To do: The expected response is a copy of every line in the entries below that includes the word "ConversationRepository".

Data shown:
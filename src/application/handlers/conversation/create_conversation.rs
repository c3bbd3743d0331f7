//! CreateConversationHandler - Command handler for starting conversations.

use std::sync::Arc;

use crate::domain::conversation::{Conversation, ConversationError, NewConversation};
use crate::domain::foundation::AuthenticatedUser;
use crate::ports::ConversationRepository;

/// Command to start a conversation. A blank title is stored as none and
/// derived later from the first user message.
#[derive(Debug, Clone, Default)]
pub struct CreateConversationCommand {
    pub title: Option<String>,
}

pub struct CreateConversationHandler {
    repository: Arc<dyn ConversationRepository>,
}

impl CreateConversationHandler {
    pub fn new(repository: Arc<dyn ConversationRepository>) -> Self {
        Self { repository }
    }

    pub async fn handle(
        &self,
        cmd: CreateConversationCommand,
        actor: &AuthenticatedUser,
    ) -> Result<Conversation, ConversationError> {
        let input = NewConversation::new(cmd.title, Some(actor.id))?;
        let conversation = self.repository.insert(&input).await?;

        tracing::debug!(conversation_id = %conversation.id(), "Conversation created");
        Ok(conversation)
    }
}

Task output:
use crate::ports::ConversationRepository;
    repository: Arc<dyn ConversationRepository>,
    pub fn new(repository: Arc<dyn ConversationRepository>) -> Self {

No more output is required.